◆ **Activity**: The answer must consist of every line in the data that contains "async".

(Collected data entries)
┏━━

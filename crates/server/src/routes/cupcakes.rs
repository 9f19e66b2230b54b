use axum::{
    extract::{Path, State},
    http::StatusCode,
    Json,
};
use serde::{Deserialize, Serialize};
use tracing::{error, info};

use crate::errors::JsonApiError;
use crate::routes::ServerState;
use service::errors::ServiceError;

#[derive(Debug, Deserialize, Serialize, utoipa::ToSchema)]
pub struct CreateCupcakeInput {
    pub flavor: Option<String>,
    pub size: Option<String>,
    pub rating: Option<f64>,
    pub image: Option<String>,
}

#[derive(Debug, Deserialize, Serialize, utoipa::ToSchema)]
pub struct UpdateCupcakeInput {
    pub flavor: Option<String>,
    pub size: Option<String>,
    pub rating: Option<f64>,
    pub image: Option<String>,
}

#[derive(Debug, Serialize)]
pub struct CupcakeEnvelope {
    pub cupcake: models::cupcake::Model,
}

#[derive(Debug, Serialize)]
pub struct CupcakeListEnvelope {
    pub cupcakes: Vec<models::cupcake::Model>,
}

fn required<T>(value: Option<T>, name: &str) -> Result<T, JsonApiError> {
    value.ok_or_else(|| {
        JsonApiError::new(
            StatusCode::BAD_REQUEST,
            "Validation Error",
            Some(format!("{} is required", name)),
        )
    })
}

#[utoipa::path(
    get, path = "/api/cupcakes", tag = "cupcakes",
    responses(
        (status = 200, description = "List OK"),
        (status = 500, description = "List Failed")
    )
)]
pub async fn list(State(state): State<ServerState>) -> Result<Json<CupcakeListEnvelope>, JsonApiError> {
    match state.repo.list().await {
        Ok(cupcakes) => {
            info!(count = cupcakes.len(), "list cupcakes");
            Ok(Json(CupcakeListEnvelope { cupcakes }))
        }
        Err(e) => Err(JsonApiError::new(StatusCode::INTERNAL_SERVER_ERROR, "List Failed", Some(e.to_string()))),
    }
}

#[utoipa::path(
    post, path = "/api/cupcakes", tag = "cupcakes",
    request_body = CreateCupcakeInput,
    responses(
        (status = 201, description = "Created"),
        (status = 400, description = "Validation Error"),
        (status = 500, description = "Create Failed")
    )
)]
pub async fn create(
    State(state): State<ServerState>,
    Json(input): Json<CreateCupcakeInput>,
) -> Result<(StatusCode, Json<CupcakeEnvelope>), JsonApiError> {
    let flavor = required(input.flavor, "flavor")?;
    let size = required(input.size, "size")?;
    let rating = required(input.rating, "rating")?;

    match state.repo.create(&flavor, &size, rating, input.image.as_deref()).await {
        Ok(m) => {
            info!(id = m.id, flavor = %m.flavor, size = %m.size, rating = m.rating, "created cupcake");
            Ok((StatusCode::CREATED, Json(CupcakeEnvelope { cupcake: m })))
        }
        Err(e) => match e {
            ServiceError::Validation(_) | ServiceError::Model(_) => {
                Err(JsonApiError::new(StatusCode::BAD_REQUEST, "Validation Error", Some(e.to_string())))
            }
            _ => {
                error!(err = %e, "create cupcake failed");
                Err(JsonApiError::new(StatusCode::INTERNAL_SERVER_ERROR, "Create Failed", Some(e.to_string())))
            }
        },
    }
}

#[utoipa::path(
    get, path = "/api/cupcakes/{id}", tag = "cupcakes",
    params(("id" = i32, Path, description = "Cupcake ID")),
    responses(
        (status = 200, description = "OK"),
        (status = 404, description = "Not Found")
    )
)]
pub async fn get(
    State(state): State<ServerState>,
    Path(id): Path<i32>,
) -> Result<Json<CupcakeEnvelope>, StatusCode> {
    match state.repo.get(id).await {
        Ok(Some(m)) => Ok(Json(CupcakeEnvelope { cupcake: m })),
        Ok(None) => Err(StatusCode::NOT_FOUND),
        Err(_) => Err(StatusCode::INTERNAL_SERVER_ERROR),
    }
}

#[utoipa::path(
    patch, path = "/api/cupcakes/{id}", tag = "cupcakes",
    params(("id" = i32, Path, description = "Cupcake ID")),
    request_body = UpdateCupcakeInput,
    responses(
        (status = 200, description = "Updated"),
        (status = 400, description = "Validation Error"),
        (status = 404, description = "Not Found"),
        (status = 500, description = "Update Failed")
    )
)]
pub async fn update(
    State(state): State<ServerState>,
    Path(id): Path<i32>,
    Json(input): Json<UpdateCupcakeInput>,
) -> Result<Json<CupcakeEnvelope>, JsonApiError> {
    match state
        .repo
        .update(id, input.flavor.as_deref(), input.size.as_deref(), input.rating, input.image.as_deref())
        .await
    {
        Ok(m) => {
            info!(id = m.id, "updated cupcake");
            Ok(Json(CupcakeEnvelope { cupcake: m }))
        }
        Err(e) => match e {
            ServiceError::Validation(_) | ServiceError::Model(_) => {
                Err(JsonApiError::new(StatusCode::BAD_REQUEST, "Validation Error", Some(e.to_string())))
            }
            ServiceError::NotFound(_) => Err(JsonApiError::new(StatusCode::NOT_FOUND, "Not Found", Some(e.to_string()))),
            _ => {
                error!(err = %e, "update cupcake failed");
                Err(JsonApiError::new(StatusCode::INTERNAL_SERVER_ERROR, "Update Failed", Some(e.to_string())))
            }
        },
    }
}

#[utoipa::path(
    delete, path = "/api/cupcakes/{id}", tag = "cupcakes",
    params(("id" = i32, Path, description = "Cupcake ID")),
    responses(
        (status = 200, description = "Deleted"),
        (status = 404, description = "Not Found"),
        (status = 500, description = "Delete Failed")
    )
)]
pub async fn delete(
    State(state): State<ServerState>,
    Path(id): Path<i32>,
) -> Result<Json<serde_json::Value>, StatusCode> {
    match state.repo.delete(id).await {
        Ok(true) => {
            info!(id, "deleted cupcake");
            Ok(Json(serde_json::json!({"message": "Deleted"})))
        }
        Ok(false) => Err(StatusCode::NOT_FOUND),
        Err(e) => {
            error!(err = %e, "delete cupcake failed");
            Err(StatusCode::INTERNAL_SERVER_ERROR)
        }
    }
}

┗━━

◆ **Solution to the problem**:
pub async fn list(State(state): State<ServerState>) -> Result<Json<CupcakeListEnvelope>, JsonApiError> {
pub async fn create(
pub async fn get(
pub async fn update(
pub async fn delete(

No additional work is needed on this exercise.